— Exercise goal —
Transcribe the listing precisely, entry by entry.

— Provided data —
//! Scene loading from TOML files

use std::fs;
use std::path::Path;

use basalt_core::{Result, Transform};

use crate::format::SceneFile;
use crate::object::SceneObject;
use crate::scene::Scene;

/// Load a scene from a TOML file
pub fn load_scene<P: AsRef<Path>>(path: P) -> Result<(Scene, SceneFile)> {
    let content = fs::read_to_string(path)?;
    load_scene_string(&content)
}

/// Load a scene from a TOML string
pub fn load_scene_string(content: &str) -> Result<(Scene, SceneFile)> {
    let scene_file: SceneFile = toml::from_str(content)?;
    let mut scene = Scene::new();

    for def in &scene_file.objects {
        let object = SceneObject {
            transform: Transform {
                position: def.position,
                rotation: def.rotation,
                scale: def.scale,
            },
            model: def.model,
            flat_color: def.flat_color,
        };

        let handle = scene.create_object(object)?;
        if def.visible {
            scene.add_to_render_list(handle)?;
        }
    }

    Ok((scene, scene_file))
}

#[cfg(test)]
mod tests {
    use super::*;
    use basalt_core::{ModelHandle, Vec3};

    #[test]
    fn load_populates_arena_in_file_order() {
        let toml_str = r#"
[scene]
name = "Ground Plane"

[[objects]]
model = 0
rotation = { x = -90.0, y = 0.0, z = 0.0 }
scale = { x = 1000.0, y = 1000.0, z = 1000.0 }
flat_color = { r = 0.5, g = 0.5, b = 0.5 }
visible = true

[[objects]]
model = 1
position = { x = 0.0, y = 1.0, z = 0.0 }
"#;
        let (scene, file) = load_scene_string(toml_str).unwrap();

        assert_eq!(file.scene.name, "Ground Plane");
        assert_eq!(scene.len(), 2);

        let first = scene.object(crate::SceneObjectHandle(0)).unwrap();
        assert_eq!(first.model, Some(ModelHandle(0)));
        assert_eq!(first.transform.rotation, Vec3::new(-90.0, 0.0, 0.0));
        assert_eq!(first.transform.scale, Vec3::new(1000.0, 1000.0, 1000.0));

        let second = scene.object(crate::SceneObjectHandle(1)).unwrap();
        assert_eq!(second.transform.position, Vec3::new(0.0, 1.0, 0.0));
        assert_eq!(second.transform.scale, Vec3::ONE);

        // Only the first object asked to be rendered.
        assert_eq!(scene.render_list(), &[crate::SceneObjectHandle(0)]);
    }

    #[test]
    fn malformed_toml_is_a_parse_error() {
        assert!(load_scene_string("not toml at [all").is_err());
        assert!(load_scene_string("[scene]\n").is_err()); // missing name
    }

    #[test]
    fn load_from_file_round_trip() {
        use crate::saver::save_scene;

        let dir = std::env::temp_dir().join("basalt_scene_roundtrip");
        let _ = std::fs::create_dir_all(&dir);
        let path = dir.join("scene.toml");

        let mut scene = Scene::new();
        for i in 0..3 {
            let mut object = SceneObject::with_model(ModelHandle(i));
            object.set_position(Vec3::new(i as f32, 0.0, 0.0));
            let handle = scene.create_object(object).unwrap();
            scene.add_to_render_list(handle).unwrap();
        }
        save_scene(&path, &scene, "Disk Scene").unwrap();

        let (restored, file) = load_scene(&path).unwrap();
        assert_eq!(file.scene.name, "Disk Scene");
        assert_eq!(restored.len(), 3);
        assert_eq!(restored.render_list().len(), 3);
        for (i, (_, object)) in restored.objects().enumerate() {
            assert_eq!(object.model, Some(ModelHandle(i as u32)));
            assert_eq!(object.transform.position.x, i as f32);
        }

        let _ = std::fs::remove_file(&path);
    }
}
//! Non-owning resource handles
//!
//! Textures and models live in an external resource manager. Basalt refers
//! to them by index, never by pointer, so pool reallocation in the manager
//! cannot leave the engine with dangling references.

use serde::{Deserialize, Serialize};
use std::fmt;

/// Index of a texture in the external resource manager
#[derive(Clone, Copy, Hash, Eq, PartialEq, Ord, PartialOrd, Serialize, Deserialize)]
#[serde(transparent)]
pub struct TextureHandle(pub u32);

impl TextureHandle {
    pub fn raw(&self) -> u32 {
        self.0
    }
}

impl fmt::Debug for TextureHandle {
    fn fmt(&self, f: &mut fmt::Formatter<'_>) -> fmt::Result {
        write!(f, "TextureHandle({})", self.0)
    }
}

/// Index of a model in the external resource manager
#[derive(Clone, Copy, Hash, Eq, PartialEq, Ord, PartialOrd, Serialize, Deserialize)]
#[serde(transparent)]
pub struct ModelHandle(pub u32);

impl ModelHandle {
    pub fn raw(&self) -> u32 {
        self.0
    }
}

impl fmt::Debug for ModelHandle {
    fn fmt(&self, f: &mut fmt::Formatter<'_>) -> fmt::Result {
        write!(f, "ModelHandle({})", self.0)
    }
}
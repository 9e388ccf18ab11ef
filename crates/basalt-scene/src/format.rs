//! TOML scene file format definitions

use basalt_core::{Color, ModelHandle, Vec3};
use serde::{Deserialize, Serialize};

/// Top-level structure of a scene TOML file
#[derive(Debug, Clone, Serialize, Deserialize)]
pub struct SceneFile {
    pub scene: SceneMetadata,
    #[serde(default)]
    pub objects: Vec<ObjectDef>,
}

/// Scene metadata section
#[derive(Debug, Clone, Serialize, Deserialize)]
pub struct SceneMetadata {
    pub name: String,
    #[serde(default = "default_version")]
    pub version: String,
}

fn default_version() -> String {
    "1.0".to_string()
}

/// One object entry in a scene file
///
/// Resource references are stable handle indices; resolving them is the
/// resource manager's concern.
#[derive(Debug, Clone, PartialEq, Serialize, Deserialize)]
pub struct ObjectDef {
    #[serde(default)]
    pub position: Vec3,
    /// Euler angles in degrees
    #[serde(default)]
    pub rotation: Vec3,
    #[serde(default = "default_scale")]
    pub scale: Vec3,
    #[serde(default, skip_serializing_if = "Option::is_none")]
    pub model: Option<ModelHandle>,
    #[serde(default, skip_serializing_if = "Option::is_none")]
    pub flat_color: Option<Color>,
    /// Whether the object starts on the render list
    #[serde(default)]
    pub visible: bool,
}

fn default_scale() -> Vec3 {
    Vec3::ONE
}

impl Default for ObjectDef {
    fn default() -> Self {
        Self {
            position: Vec3::ZERO,
            rotation: Vec3::ZERO,
            scale: Vec3::ONE,
            model: None,
            flat_color: None,
            visible: false,
        }
    }
}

— Answer area —
//! Scene loading from TOML files

use std::fs;
use std::path::Path;

use basalt_core::{Result, Transform};

use crate::format::SceneFile;
use crate::object::SceneObject;
use crate::scene::Scene;

/// Load a scene from a TOML file
pub fn load_scene<P: AsRef<Path>>(path: P) -> Result<(Scene, SceneFile)> {
    let content = fs::read_to_string(path)?;
    load_scene_string(&content)
}

/// Load a scene from a TOML string
pub fn load_scene_string(content: &str) -> Result<(Scene, SceneFile)> {
    let scene_file: SceneFile = toml::from_str(content)?;
    let mut scene = Scene::new();

    for def in &scene_file.objects {
        let object = SceneObject {
            transform: Transform {
                position: def.position,
                rotation: def.rotation,
                scale: def.scale,
            },
            model: def.model,
            flat_color: def.flat_color,
        };

        let handle = scene.create_object(object)?;
        if def.visible {
            scene.add_to_render_list(handle)?;
        }
    }

    Ok((scene, scene_file))
}

#[cfg(test)]
mod tests {
    use super::*;
    use basalt_core::{ModelHandle, Vec3};

    #[test]
    fn load_populates_arena_in_file_order() {
        let toml_str = r#"
[scene]
name = "Ground Plane"

[[objects]]
model = 0
rotation = { x = -90.0, y = 0.0, z = 0.0 }
scale = { x = 1000.0, y = 1000.0, z = 1000.0 }
flat_color = { r = 0.5, g = 0.5, b = 0.5 }
visible = true

[[objects]]
model = 1
position = { x = 0.0, y = 1.0, z = 0.0 }
"#;
        let (scene, file) = load_scene_string(toml_str).unwrap();

        assert_eq!(file.scene.name, "Ground Plane");
        assert_eq!(scene.len(), 2);

        let first = scene.object(crate::SceneObjectHandle(0)).unwrap();
        assert_eq!(first.model, Some(ModelHandle(0)));
        assert_eq!(first.transform.rotation, Vec3::new(-90.0, 0.0, 0.0));
        assert_eq!(first.transform.scale, Vec3::new(1000.0, 1000.0, 1000.0));

        let second = scene.object(crate::SceneObjectHandle(1)).unwrap();
        assert_eq!(second.transform.position, Vec3::new(0.0, 1.0, 0.0));
        assert_eq!(second.transform.scale, Vec3::ONE);

        // Only the first object asked to be rendered.
        assert_eq!(scene.render_list(), &[crate::SceneObjectHandle(0)]);
    }

    #[test]
    fn malformed_toml_is_a_parse_error() {
        assert!(load_scene_string("not toml at [all").is_err());
        assert!(load_scene_string("[scene]\n").is_err()); // missing name
    }

    #[test]
    fn load_from_file_round_trip() {
        use crate::saver::save_scene;

        let dir = std::env::temp_dir().join("basalt_scene_roundtrip");
        let _ = std::fs::create_dir_all(&dir);
        let path = dir.join("scene.toml");

        let mut scene = Scene::new();
        for i in 0..3 {
            let mut object = SceneObject::with_model(ModelHandle(i));
            object.set_position(Vec3::new(i as f32, 0.0, 0.0));
            let handle = scene.create_object(object).unwrap();
            scene.add_to_render_list(handle).unwrap();
        }
        save_scene(&path, &scene, "Disk Scene").unwrap();

        let (restored, file) = load_scene(&path).unwrap();
        assert_eq!(file.scene.name, "Disk Scene");
        assert_eq!(restored.len(), 3);
        assert_eq!(restored.render_list().len(), 3);
        for (i, (_, object)) in restored.objects().enumerate() {
            assert_eq!(object.model, Some(ModelHandle(i as u32)));
            assert_eq!(object.transform.position.x, i as f32);
        }

        let _ = std::fs::remove_file(&path);
    }
}
//! Non-owning resource handles
//!
//! Textures and models live in an external resource manager. Basalt refers
//! to them by index, never by pointer, so pool reallocation in the manager
//! cannot leave the engine with dangling references.

use serde::{Deserialize, Serialize};
use std::fmt;

/// Index of a texture in the external resource manager
#[derive(Clone, Copy, Hash, Eq, PartialEq, Ord, PartialOrd, Serialize, Deserialize)]
#[serde(transparent)]
pub struct TextureHandle(pub u32);

impl TextureHandle {
    pub fn raw(&self) -> u32 {
        self.0
    }
}

impl fmt::Debug for TextureHandle {
    fn fmt(&self, f: &mut fmt::Formatter<'_>) -> fmt::Result {
        write!(f, "TextureHandle({})", self.0)
    }
}

/// Index of a model in the external resource manager
#[derive(Clone, Copy, Hash, Eq, PartialEq, Ord, PartialOrd, Serialize, Deserialize)]
#[serde(transparent)]
pub struct ModelHandle(pub u32);

impl ModelHandle {
    pub fn raw(&self) -> u32 {
        self.0
    }
}

impl fmt::Debug for ModelHandle {
    fn fmt(&self, f: &mut fmt::Formatter<'_>) -> fmt::Result {
        write!(f, "ModelHandle({})", self.0)
    }
}
repository 9e388ccf18ab11ef
filename crates/basalt-scene/src/format.rs
//! TOML scene file format definitions

use basalt_core::{Color, ModelHandle, Vec3};
use serde::{Deserialize, Serialize};

/// Top-level structure of a scene TOML file
#[derive(Debug, Clone, Serialize, Deserialize)]
pub struct SceneFile {
    pub scene: SceneMetadata,
    #[serde(default)]
    pub objects: Vec<ObjectDef>,
}

/// Scene metadata section
#[derive(Debug, Clone, Serialize, Deserialize)]
pub struct SceneMetadata {
    pub name: String,
    #[serde(default = "default_version")]
    pub version: String,
}

fn default_version() -> String {
    "1.0".to_string()
}

/// One object entry in a scene file
///
/// Resource references are stable handle indices; resolving them is the
/// resource manager's concern.
#[derive(Debug, Clone, PartialEq, Serialize, Deserialize)]
pub struct ObjectDef {
    #[serde(default)]
    pub position: Vec3,
    /// Euler angles in degrees
    #[serde(default)]
    pub rotation: Vec3,
    #[serde(default = "default_scale")]
    pub scale: Vec3,
    #[serde(default, skip_serializing_if = "Option::is_none")]
    pub model: Option<ModelHandle>,
    #[serde(default, skip_serializing_if = "Option::is_none")]
    pub flat_color: Option<Color>,
    /// Whether the object starts on the render list
    #[serde(default)]
    pub visible: bool,
}

fn default_scale() -> Vec3 {
    Vec3::ONE
}

impl Default for ObjectDef {
    fn default() -> Self {
        Self {
            position: Vec3::ZERO,
            rotation: Vec3::ZERO,
            scale: Vec3::ONE,
            model: None,
            flat_color: None,
            visible: false,
        }
    }
}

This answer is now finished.